Madeleine von Wildenau, deadly pale, stood leaning with compressed lips on the back of her armchair.

The prince laid his hand on her shoulder. "We may both say that to-day each has saved the other! This is my reparation for the humiliating role fate has forced upon me in your presence. Am I not right? Good-night, my queenly daughter--and I hope you bear me no ill-will."

[CHAPTER XVI.]

PRISONED

The prince had left the room, and she heard him walk through the work-shop. Silence fell upon the house and the street. The tortured woman, utterly exhausted, sank upon her bed--her feet would support her no longer. But she could get no rest; an indescribable grief filled her heart. Everything had happened precisely as Freyer had predicted. Before the cock crowed, she had thrice betrayed him, betrayed him in the very hour when she had sworn fidelity. At the first step she was to take on the road of life with the man she loved, at the first glance from the basilisk eyes of conventional prejudice, she shrank back like a coward and could not make up her mind to acknowledge him. This was her purification, this the effect of a feeling which, as she believed, had power to conquer the world? Everything was false--she despaired of all things--of her future, of herself, of the power of Christianity, which she, like all new converts, expected would have the might to transform sinners into saints in a single moment. One thing alone remained unchanged, one image only was untouched by any tinge of baseness amid the turmoil of emotions seething in her heart--Freyer. He alone could save her--she must go to him. Springing from her bed she hurried into the work-shop. "Where is your son?" she asked Andreas Gross, who was just preparing to retire.

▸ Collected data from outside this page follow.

// Profile screen: account summary and the editable profile form.

use ratatui::layout::Rect;
use ratatui::style::{Color, Style};
use ratatui::text::{Line, Span};
use ratatui::Frame;

use mindmbti_app::protocol::RequestSlot;

use super::{render_body, render_form, request_lines};
use crate::tui::layout::form_and_output;
use crate::tui::ViewState;

pub fn render(frame: &mut Frame, area: Rect, state: &ViewState) {
    let form = &state.profile_form;
    let (form_area, output_area) = form_and_output(area, form.fields.len() as u16 + 2);
    render_form(frame, form_area, "내 프로필", form);

    let mut lines = request_lines(state, RequestSlot::Profile, "불러오는 중...");
    lines.extend(request_lines(state, RequestSlot::UpdateProfile, "저장 중..."));
    if let Some(profile) = &state.profile {
        lines.push(Line::from(format!("이메일: {}", profile.email)));
        if let Some(created) = profile.created_at {
            lines.push(Line::from(Span::styled(
                format!("가입일: {}", created.format("%Y-%m-%d")),
                Style::default().fg(Color::DarkGray),
            )));
        }
    }

    render_body(frame, output_area, "계정", lines, state.scroll);
}

#[cfg(test)]
mod tests {
    use super::*;
    use crate::tui::apply_ui_update;
    use crate::tui::tests::draw;
    use mindmbti_api::models::Profile;
    use mindmbti_app::protocol::{Route, UiUpdate};
    use serde_json::json;

    #[test]
    fn shows_email_and_form_values() {
        let mut state = ViewState::default();
        apply_ui_update(&mut state, UiUpdate::Navigated(Route::Profile));
        let profile: Profile = serde_json::from_value(json!({
            "id": "u1",
            "email": "mina@example.com",
            "nickname": "mina",
            "gender": null,
            "age_range": "20s",
            "profile_image_url": "https://img.example.com/a.png"
        }))
        .unwrap();
        apply_ui_update(&mut state, UiUpdate::Profile(profile));
        let screen = draw(&state);
        assert!(screen.contains("mina@example.com"));
        assert!(screen.contains("https://img.example.com/a.png"));
    }
}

"I suppose he is in his room, Countess."

"Bring him to me at once."

"Certainly, Countess."

"Shall I undress Your Highness?" asked Josepha, who was still waiting for her orders.

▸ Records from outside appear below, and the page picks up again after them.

impl ApiClient {
    /// Create a client for `base_url` (e.g. `https://host/api`) that reads its
    /// bearer token from `session`.
    pub fn new(base_url: &str, session: SessionContext) -> Result<Self, ClientBuildError> {
        let invalid = |reason: String| ClientBuildError::InvalidBaseUrl {
            url: base_url.to_string(),
            reason,
        };
        let parsed = Url::parse(base_url).map_err(|e| invalid(e.to_string()))?;
        if parsed.cannot_be_a_base() {
            return Err(invalid("URL cannot be used as a base".to_string()));
        }
        let http = reqwest::Client::builder()
            .user_agent(concat!("mindmbti/", env!("CARGO_PKG_VERSION")))
            .build()?;
        Ok(ApiClient {
            http,
            base_url: parsed,
            session,
        })
    }

    pub fn from_config(config: &Config, session: SessionContext) -> Result<Self, ClientBuildError> {
        Self::new(&config.api.base_url, session)
    }

    pub fn base_url(&self) -> &str {
        self.base_url.as_str()
    }

    pub fn session(&self) -> &SessionContext {
        &self.session
    }

    /// Same connection pool and base URL, different session.
    pub fn with_session(&self, session: SessionContext) -> ApiClient {
        ApiClient {
            http: self.http.clone(),
            base_url: self.base_url.clone(),
            session,
        }
    }

    // -- auth ---------------------------------------------------------------

    pub async fn health(&self) -> Result<Health, ApiError> {
        let op = op("health", fallback::HEALTH);
        self.get_json(op, &["health"], Auth::Public).await
    }

    pub async fn register(
        &self,
        email: &str,
        password: &str,
        nickname: &str,
    ) -> Result<RegisteredUser, ApiError> {
        let op = op("register", fallback::REGISTER);
        let body = RegisterRequest {
            email,
            password,
            nickname,
        };
        self.send_json(op, Method::POST, &["auth", "register"], Auth::Public, Some(&body))
            .await
    }

    /// Authenticate. The caller decides whether to store the returned token.
    pub async fn login(&self, email: &str, password: &str) -> Result<LoginResponse, ApiError> {
        let op = op("login", fallback::LOGIN);
        let body = LoginRequest { email, password };
        self.send_json(op, Method::POST, &["auth", "login"], Auth::Public, Some(&body))
            .await
    }

    pub async fn logout(&self) -> Result<MessageResponse, ApiError> {
        let op = op("logout", fallback::LOGOUT);
        self.send_json::<(), _>(op, Method::POST, &["auth", "logout"], Auth::Bearer, None)
            .await
    }

    // -- questionnaire ------------------------------------------------------

    pub async fn questions(&self) -> Result<Vec<Question>, ApiError> {
        let op = op("questions", fallback::QUESTIONS);
        let envelope: QuestionsEnvelope = self.get_json(op, &["mbti", "questions"], Auth::Public).await?;
        Ok(envelope.questions)
    }

    /// Submit a full answer sheet. `session_id` re-uses an existing session.
    pub async fn submit_answers(
        &self,
        sheet: &CompletedSheet,
        session_id: Option<&str>,
    ) -> Result<SubmitResponse, ApiError> {
        let op = op("submit_answers", fallback::SUBMIT);
        let body = SubmitRequest {
            answers: sheet.answers(),
            session_id,
        };
        self.send_json(op, Method::POST, &["mbti", "submit"], Auth::Public, Some(&body))
            .await
    }

    pub async fn result(&self, session_id: &str) -> Result<MbtiResult, ApiError> {
        let op = op("result", fallback::RESULT);
        self.get_json(op, &["mbti", "result", session_id], Auth::Public)
            .await
    }

    pub async fn result_pdf(&self, session_id: &str) -> Result<PdfDocument, ApiError> {
        let op = op("result_pdf", fallback::PDF);
        self.get_pdf(op, &["mbti", "result", session_id, "pdf"], session_id)
            .await
    }

    // -- reports ------------------------------------------------------------

    pub async fn basic_report(&self, mbti_type: MbtiType) -> Result<BasicReport, ApiError> {
        let op = op("basic_report", fallback::BASIC_REPORT);
        let type_str = mbti_type.to_string();
        self.get_json(op, &["report", "basic", &type_str], Auth::Public)
            .await
    }

    pub async fn ai_report(&self, request: &AiReportRequest) -> Result<AiReport, ApiError> {
        let op = op("ai_report", fallback::AI_REPORT);
        self.send_json(op, Method::POST, &["report", "ai"], Auth::Public, Some(request))
            .await
    }

    pub async fn compatibility(
        &self,
        type_a: MbtiType,
        type_b: MbtiType,
    ) -> Result<Compatibility, ApiError> {
        let op = op("compatibility", fallback::COMPATIBILITY);
        let body = CompatibilityRequest { type_a, type_b };
        self.send_json(op, Method::POST, &["compatibility"], Auth::Public, Some(&body))
            .await
    }

    pub async fn career_match(&self, mbti_type: MbtiType) -> Result<CareerMatch, ApiError> {
        let op = op("career_match", fallback::CAREER_MATCH);
        let type_str = mbti_type.to_string();
        self.get_json(op, &["career", "match", &type_str], Auth::Public)
            .await
    }

    pub async fn career_advice(
        &self,
        mbti_type: MbtiType,
        current_job: &str,
    ) -> Result<CareerAdvice, ApiError> {
        let op = op("career_advice", fallback::CAREER_ADVICE);
        let body = CareerAdviceRequest {
            mbti_type,
            current_job,
        };
        self.send_json(op, Method::POST, &["career", "ai-advice"], Auth::Public, Some(&body))
            .await
    }

    // -- sharing ------------------------------------------------------------

    pub async fn create_share(&self, session_id: &str) -> Result<ShareCreated, ApiError> {
        let op = op("create_share", fallback::CREATE_SHARE);
        let body = SessionRequest { session_id };
        self.send_json(op, Method::POST, &["share"], Auth::Public, Some(&body))
            .await
    }

    pub async fn shared_result(&self, share_id: &str) -> Result<SharedResult, ApiError> {
        let op = op("shared_result", fallback::SHARED_RESULT);
        self.get_json(op, &["share", share_id], Auth::Public).await
    }

    pub async fn shared_pdf(&self, share_id: &str) -> Result<PdfDocument, ApiError> {
        let op = op("shared_pdf", fallback::PDF);
        self.get_pdf(op, &["share", share_id, "pdf"], share_id).await
    }

    // -- profile ------------------------------------------------------------

    pub async fn profile(&self) -> Result<Profile, ApiError> {
        let op = op("profile", fallback::PROFILE);
        self.get_json(op, &["user", "me"], Auth::Bearer).await
    }

    pub async fn update_profile(&self, update: &ProfileUpdate) -> Result<Profile, ApiError> {
        let op = op("update_profile", fallback::UPDATE_PROFILE);
        self.send_json(op, Method::PATCH, &["user", "me"], Auth::Bearer, Some(update))
            .await
    }

    // -- dashboard ----------------------------------------------------------

    pub async fn save_to_history(&self, session_id: &str) -> Result<SavedRecord, ApiError> {
        let op = op("save_to_history", fallback::SAVE_HISTORY);
        let body = SessionRequest { session_id };
        self.send_json(op, Method::POST, &["dashboard", "save"], Auth::Bearer, Some(&body))
            .await
    }

    /// Saved results, newest first (backend order).
    pub async fn history(&self) -> Result<Vec<HistoryRecord>, ApiError> {
        let op = op("history", fallback::HISTORY);
        let envelope: HistoryEnvelope =
            self.get_json(op, &["dashboard", "history"], Auth::Bearer).await?;
        Ok(envelope.history)
    }

    pub async fn compare(&self, session_a: &str, session_b: &str) -> Result<Comparison, ApiError> {
        let op = op("compare", fallback::COMPARE);
        let mut url = self.endpoint(&["dashboard", "compare"]);
        url.query_pairs_mut()
            .append_pair("session_a", session_a)
            .append_pair("session_b", session_b);
        let request = self.request(Method::GET, url, Auth::Bearer);
        let response = self.execute(op, request).await?;
        parse_json(op, response).await
    }

    // -- plumbing -----------------------------------------------------------

    /// `<base>/<segments...>` with each segment percent-encoded.
    fn endpoint(&self, segments: &[&str]) -> Url {
        let mut url = self.base_url.clone();
        // `new` rejects cannot-be-a-base URLs, so this always succeeds.
        if let Ok(mut path) = url.path_segments_mut() {
            path.pop_if_empty().extend(segments);
        }
        url
    }

    fn request(&self, method: Method, url: Url, auth: Auth) -> RequestBuilder {
        let builder = self.http.request(method, url);
        match (auth, self.session.token()) {
            (Auth::Bearer, Some(token)) => builder.bearer_auth(token.expose()),
            _ => builder,
        }
    }

    async fn get_json<T: DeserializeOwned>(
        &self,
        op: Op,
        segments: &[&str],
        auth: Auth,
    ) -> Result<T, ApiError> {
        self.send_json::<(), T>(op, Method::GET, segments, auth, None)
            .await
    }

    async fn send_json<B, T>(
        &self,
        op: Op,
        method: Method,
        segments: &[&str],
        auth: Auth,
        body: Option<&B>,
    ) -> Result<T, ApiError>
    where
        B: Serialize + ?Sized,
        T: DeserializeOwned,
    {
        let mut request = self.request(method, self.endpoint(segments), auth);
        if let Some(body) = body {
            request = request.json(body);
        }
        let response = self.execute(op, request).await?;
        parse_json(op, response).await
    }

    async fn get_pdf(&self, op: Op, segments: &[&str], label: &str) -> Result<PdfDocument, ApiError> {
        let request = self.request(Method::GET, self.endpoint(segments), Auth::Public);
        let response = self.execute(op, request).await?;
        let file_name = pdf_file_name(response.headers(), label);
        let bytes = response
            .bytes()
            .await
            .map_err(|e| ApiError::Network(e.to_string()))?;
        Ok(PdfDocument {
            file_name,
            bytes: bytes.to_vec(),
        })
    }

    /// Send the request; map transport failures and non-2xx statuses.
    async fn execute(&self, op: Op, request: RequestBuilder) -> Result<Response, ApiError> {
        let response = request.send().await.map_err(|e| {
            warn!(operation = op.name, error = %e, "request failed before a response");
            ApiError::Network(e.to_string())
        })?;

        let status = response.status();
        debug!(
            operation = op.name,
            path = %response.url().path(),
            status = status.as_u16(),
            "response received"
        );
        if status.is_success() {
            return Ok(response);
        }

        let body = response.bytes().await.unwrap_or_default();
        let detail = extract_detail(&body);
        warn!(
            operation = op.name,
            status = status.as_u16(),
            detail = detail.as_deref().unwrap_or(""),
            "request rejected"
        );
        Err(ApiError::Http {
            status: status.as_u16(),
            detail,
            fallback: op.fallback,
        })
    }
}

Madeleine von Wildenau's eyes rested on the girl with a searching expression, as if she saw her now for the first time. Was she faithful--as faithful as a maid must be to make it possible to carry out the plan her father had suggested? Josepha gazed steadily into the countess' eyes, her frank face expressed nothing but innocent wonder at so long a scrutiny. "Yes--you are faithful," said the countess at last--"are you not?"